In a recent issue of Aesthetic Surgery
Journal, ASAPS' peer-reviewed
clinical journal, Dr. Casas and plastic
surgeon Mark Jewell, MD, outline guidelines
for addressing pain management after ambulatory
cosmetic plastic surgery. Drs. Casas and
Jewell emphasize the importance of educating
patients about what to expect following
surgery and about monitoring patient comfort
throughout the immediate postoperative period.

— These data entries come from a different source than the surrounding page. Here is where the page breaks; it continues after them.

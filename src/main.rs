//! TableHub Server — restaurant-management backend.
//!
//! Main entry point that wires all crates together and starts the server.

use std::sync::Arc;

use tracing_subscriber::{EnvFilter, fmt};

use tablehub_core::config::AppConfig;
use tablehub_core::error::AppError;

#[tokio::main]
async fn main() {
    // Config load validates required secrets; a missing PIN salt stops the
    // process here, before anything binds or connects.
    let config = match AppConfig::load() {
        Ok(c) => c,
        Err(e) => {
            eprintln!("Failed to load configuration: {}", e);
            std::process::exit(1);
        }
    };

    init_logging(&config);

    if let Err(e) = run(config).await {
        tracing::error!("Server error: {}", e);
        std::process::exit(1);
    }
}

/// Initialize tracing/logging
fn init_logging(config: &AppConfig) {
    let filter =
        EnvFilter::try_from_default_env().unwrap_or_else(|_| EnvFilter::new(&config.logging.level));

    match config.logging.format.as_str() {
        "json" => {
            fmt()
                .json()
                .with_env_filter(filter)
                .with_target(true)
                .init();
        }
        _ => {
            fmt().pretty().with_env_filter(filter).with_target(true).init();
        }
    }
}

/// Main server run function
async fn run(config: AppConfig) -> Result<(), AppError> {
    tracing::info!("Starting TableHub v{}", env!("CARGO_PKG_VERSION"));

    // ── Database connection + migrations ─────────────────────────
    let db_pool = tablehub_database::connection::create_pool(&config.database).await?;
    tablehub_database::migration::run_migrations(&db_pool).await?;

    // ── Repositories ─────────────────────────────────────────────
    let owner_repo = Arc::new(tablehub_database::repositories::owner::OwnerRepository::new(
        db_pool.clone(),
    ));
    let employee_repo = Arc::new(
        tablehub_database::repositories::employee::EmployeeRepository::new(db_pool.clone()),
    );
    let session_repo = Arc::new(
        tablehub_database::repositories::session::SessionRepository::new(db_pool.clone()),
    );
    let invite_repo = Arc::new(
        tablehub_database::repositories::invite::InviteRepository::new(db_pool.clone()),
    );
    let table_repo = Arc::new(tablehub_database::repositories::table::TableRepository::new(
        db_pool.clone(),
    ));
    let provisioner = Arc::new(tablehub_database::provision::AccountProvisioner::new(
        db_pool.clone(),
    ));

    // ── Auth core ────────────────────────────────────────────────
    let hasher = Arc::new(tablehub_auth::password::hasher::CredentialHasher::new(
        &config.auth,
    ));
    let strength = Arc::new(tablehub_auth::password::strength::PasswordStrengthChecker::new(
        &config.auth,
    )?);
    let invite_gate = Arc::new(tablehub_auth::invite::InviteGate::new(Arc::clone(
        &invite_repo,
    )));
    let session_validator = Arc::new(tablehub_auth::session::validator::SessionValidator::new(
        Arc::clone(&session_repo),
        Arc::clone(&owner_repo),
        Arc::clone(&employee_repo),
        config.session.ttl(),
    ));

    // ── Services ─────────────────────────────────────────────────
    let auth_service = Arc::new(tablehub_service::auth::AuthService::new(
        Arc::clone(&owner_repo),
        Arc::clone(&employee_repo),
        Arc::clone(&session_repo),
        Arc::clone(&provisioner),
        Arc::clone(&invite_gate),
        Arc::clone(&hasher),
        Arc::clone(&strength),
        config.session.ttl(),
    ));
    let account_service = Arc::new(tablehub_service::account::AccountService::new(
        Arc::clone(&employee_repo),
        Arc::clone(&hasher),
    ));
    let table_service = Arc::new(tablehub_service::table::TableService::new(Arc::clone(
        &table_repo,
    )));

    // ── HTTP server ──────────────────────────────────────────────
    let app_state = tablehub_api::state::AppState {
        config: Arc::new(config.clone()),
        db_pool: db_pool.clone(),
        session_validator,
        auth_service,
        account_service,
        table_service,
    };

    let app = tablehub_api::router::build_router(app_state);

    let addr = format!("{}:{}", config.server.host, config.server.port);
    let listener = tokio::net::TcpListener::bind(&addr)
        .await
        .map_err(|e| AppError::internal(format!("Failed to bind {}: {}", addr, e)))?;

    tracing::info!("TableHub server listening on {}", addr);

    let server = axum::serve(listener, app).with_graceful_shutdown(async {
        shutdown_signal().await;
        tracing::info!("Shutdown signal received, starting graceful shutdown...");
    });

    server
        .await
        .map_err(|e| AppError::internal(format!("Server error: {}", e)))?;

    tracing::info!("TableHub server shut down gracefully");
    Ok(())
}

/// Wait for shutdown signal (Ctrl+C or SIGTERM)
async fn shutdown_signal() {
    let ctrl_c = async {
        if let Err(e) = tokio::signal::ctrl_c().await {
            tracing::error!("Failed to install Ctrl+C handler: {}", e);
        }
    };

    #[cfg(unix)]
    let terminate = async {
        match tokio::signal::unix::signal(tokio::signal::unix::SignalKind::terminate()) {
            Ok(mut signal) => {
                signal.recv().await;
            }
            Err(e) => tracing::error!("Failed to install SIGTERM handler: {}", e),
        }
    };

    #[cfg(not(unix))]
    let terminate = std::future::pending::<()>();

    tokio::select! {
        _ = ctrl_c => {},
        _ = terminate => {},
    }
}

Major advances in pain management techniques,
and an evolution in products, now provide
significant relief to cosmetic surgery patients
and give surgeons a greater variety of options
for patient care:

  • Controlled and continuous infusion of
    local anesthesia to the surgical site with
    the use of Pain Pumps offers pain control
    for up to three days. Dr. Casas say that
    this protocol, in use since 2001, has been
    found to dramatically decrease postoperative
    pain and the reliance on narcotics.
  • For regional pain management in procedures
    such as breast augmentation and abdominoplasty,
    large area local anesthesia (LALA) is very
    effective. This protocol has been successfully
    used by doctors for over 70 years, and has
    been modified over time for increased efficacy.
  • Cox-2 inhibitors, such as Celebrex and
    Vioxx, can be used before and after surgery.
    Cox-2 inhibitors control systemic pain without
    causing bleeding (a common side-effect of
    ibuprofen, aspirin and naproxen).
  • Oral opioid combinations, such as acetaminophen
    and codeine, for immediate postoperative
    pain control are still utilized. However,
    these are known to have certain negative
    side effects.

"Sometimes the side-effects from a
pain management protocol are worse

than the pain from the surgery," says
Dr. Casas. "All doctors strive to give
their patients the best outcome with the
least amount of pain possible."

In the long run most patients focus on
the positive outcome of the surgery, not
any discomfort involved. Dr. Casas notes
that she regularly hears her patients tell
prospective patients how pleased they are
with their decision to have surgery, that
there was not much pain, and they only regret
they didn't do it sooner. "Effective
pain management contributes greatly to overall
patient satisfaction with cosmetic surgery,"
says Dr. Casas. "As patient advocates,
plastic surgeons see it as intrinsic to
the surgical experience."

About ASAPS
The American Society for Aesthetic Plastic Surgery (ASAPS), is recognized as the world’s leading organization devoted entirely to aesthetic plastic surgery and cosmetic medicine of the face and body.  ASAPS is comprised of over 2,600 Plastic Surgeons; active members are certified by the American Board of Plastic Surgery (USA) or by the Royal College of Physicians and Surgeons of Canada and have extensive training in the complete spectrum of surgical and non-surgical aesthetic procedures. International active members are certified by equivalent boards of their respective countries. All members worldwide adhere to a strict Code of Ethics and must meet stringent membership requirements.

WE ARE AESTHETICS.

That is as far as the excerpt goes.